> _Supplied information_:
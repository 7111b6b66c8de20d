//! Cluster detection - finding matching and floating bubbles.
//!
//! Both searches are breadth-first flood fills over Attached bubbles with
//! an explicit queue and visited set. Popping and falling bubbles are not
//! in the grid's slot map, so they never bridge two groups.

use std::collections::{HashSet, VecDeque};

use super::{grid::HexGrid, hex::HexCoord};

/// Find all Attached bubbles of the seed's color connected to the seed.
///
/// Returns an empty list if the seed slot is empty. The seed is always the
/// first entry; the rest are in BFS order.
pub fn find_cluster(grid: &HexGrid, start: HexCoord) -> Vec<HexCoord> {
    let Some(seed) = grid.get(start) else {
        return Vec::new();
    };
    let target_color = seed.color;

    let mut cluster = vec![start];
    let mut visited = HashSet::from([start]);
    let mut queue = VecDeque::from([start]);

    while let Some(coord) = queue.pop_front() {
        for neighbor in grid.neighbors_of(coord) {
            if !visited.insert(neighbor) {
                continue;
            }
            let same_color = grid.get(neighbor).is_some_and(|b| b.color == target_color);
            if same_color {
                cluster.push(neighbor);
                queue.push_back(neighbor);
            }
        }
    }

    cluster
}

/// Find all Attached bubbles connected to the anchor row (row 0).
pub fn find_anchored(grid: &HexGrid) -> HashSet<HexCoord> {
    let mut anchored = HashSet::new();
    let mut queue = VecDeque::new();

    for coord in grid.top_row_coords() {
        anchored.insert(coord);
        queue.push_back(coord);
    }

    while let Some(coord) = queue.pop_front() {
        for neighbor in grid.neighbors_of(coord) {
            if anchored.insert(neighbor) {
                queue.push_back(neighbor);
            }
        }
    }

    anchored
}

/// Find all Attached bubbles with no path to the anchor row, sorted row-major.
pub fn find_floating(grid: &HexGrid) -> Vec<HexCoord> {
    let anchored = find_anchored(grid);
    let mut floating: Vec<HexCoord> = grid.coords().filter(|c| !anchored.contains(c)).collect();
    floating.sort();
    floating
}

...

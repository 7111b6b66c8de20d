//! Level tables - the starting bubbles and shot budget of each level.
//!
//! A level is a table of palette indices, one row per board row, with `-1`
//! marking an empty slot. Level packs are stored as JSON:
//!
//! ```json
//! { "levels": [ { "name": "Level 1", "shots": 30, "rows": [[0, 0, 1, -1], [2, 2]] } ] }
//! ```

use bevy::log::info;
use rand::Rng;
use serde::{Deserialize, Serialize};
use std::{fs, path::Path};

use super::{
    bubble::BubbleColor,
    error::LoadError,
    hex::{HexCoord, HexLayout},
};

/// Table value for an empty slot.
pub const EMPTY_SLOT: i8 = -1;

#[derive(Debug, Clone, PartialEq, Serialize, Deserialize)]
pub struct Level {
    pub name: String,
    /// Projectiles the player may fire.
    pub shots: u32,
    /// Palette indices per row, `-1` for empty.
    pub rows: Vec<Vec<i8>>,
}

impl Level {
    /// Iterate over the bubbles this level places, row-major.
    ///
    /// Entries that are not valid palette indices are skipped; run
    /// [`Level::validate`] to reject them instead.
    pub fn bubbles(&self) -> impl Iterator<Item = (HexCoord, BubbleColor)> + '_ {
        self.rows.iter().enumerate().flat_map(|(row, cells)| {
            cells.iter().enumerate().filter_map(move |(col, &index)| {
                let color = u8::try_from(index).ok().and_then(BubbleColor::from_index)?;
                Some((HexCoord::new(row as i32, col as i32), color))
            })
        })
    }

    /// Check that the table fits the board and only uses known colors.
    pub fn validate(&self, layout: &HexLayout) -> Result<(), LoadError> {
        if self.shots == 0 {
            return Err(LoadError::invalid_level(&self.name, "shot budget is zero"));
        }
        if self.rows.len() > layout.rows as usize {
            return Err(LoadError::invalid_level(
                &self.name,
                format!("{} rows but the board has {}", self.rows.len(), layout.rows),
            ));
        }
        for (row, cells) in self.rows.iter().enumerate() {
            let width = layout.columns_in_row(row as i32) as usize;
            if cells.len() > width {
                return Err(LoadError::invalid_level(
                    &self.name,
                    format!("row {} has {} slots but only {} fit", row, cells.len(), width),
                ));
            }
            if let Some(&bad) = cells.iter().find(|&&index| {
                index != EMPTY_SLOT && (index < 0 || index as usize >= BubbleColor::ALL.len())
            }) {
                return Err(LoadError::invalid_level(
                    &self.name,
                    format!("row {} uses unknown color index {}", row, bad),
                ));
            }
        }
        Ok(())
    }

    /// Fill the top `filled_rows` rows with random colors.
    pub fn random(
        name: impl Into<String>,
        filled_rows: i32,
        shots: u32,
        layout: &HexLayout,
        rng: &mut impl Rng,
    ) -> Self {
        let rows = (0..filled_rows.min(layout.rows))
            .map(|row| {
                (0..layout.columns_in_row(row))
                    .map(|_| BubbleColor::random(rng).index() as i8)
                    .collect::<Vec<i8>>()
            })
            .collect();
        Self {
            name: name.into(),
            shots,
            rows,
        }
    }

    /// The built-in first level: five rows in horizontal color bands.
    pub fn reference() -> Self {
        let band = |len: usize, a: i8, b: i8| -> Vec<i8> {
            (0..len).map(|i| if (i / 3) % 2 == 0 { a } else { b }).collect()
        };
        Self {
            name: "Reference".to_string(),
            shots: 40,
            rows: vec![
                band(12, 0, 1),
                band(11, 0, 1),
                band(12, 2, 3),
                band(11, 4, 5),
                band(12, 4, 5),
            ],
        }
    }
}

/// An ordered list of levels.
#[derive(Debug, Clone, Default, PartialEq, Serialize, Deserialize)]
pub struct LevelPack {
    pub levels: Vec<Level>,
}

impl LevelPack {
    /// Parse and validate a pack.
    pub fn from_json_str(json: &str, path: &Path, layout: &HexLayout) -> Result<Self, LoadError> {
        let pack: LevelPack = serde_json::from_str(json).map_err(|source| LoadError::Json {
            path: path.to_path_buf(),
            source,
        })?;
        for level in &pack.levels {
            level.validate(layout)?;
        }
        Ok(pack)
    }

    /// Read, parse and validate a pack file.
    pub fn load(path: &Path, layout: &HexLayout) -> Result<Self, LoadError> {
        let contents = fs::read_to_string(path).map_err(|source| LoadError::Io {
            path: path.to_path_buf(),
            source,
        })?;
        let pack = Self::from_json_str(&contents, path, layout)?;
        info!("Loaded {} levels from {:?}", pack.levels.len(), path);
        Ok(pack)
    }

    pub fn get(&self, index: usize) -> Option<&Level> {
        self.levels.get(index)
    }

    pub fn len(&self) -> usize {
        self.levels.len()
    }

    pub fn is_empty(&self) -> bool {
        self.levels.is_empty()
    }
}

> _Work order_:
Look through the records above and please copy every line in which the string "Deserialize" occurs.

> _Exercise result_:
use serde::{Deserialize, Serialize};
#[derive(Debug, Clone, PartialEq, Serialize, Deserialize)]
#[derive(Debug, Clone, Default, PartialEq, Serialize, Deserialize)]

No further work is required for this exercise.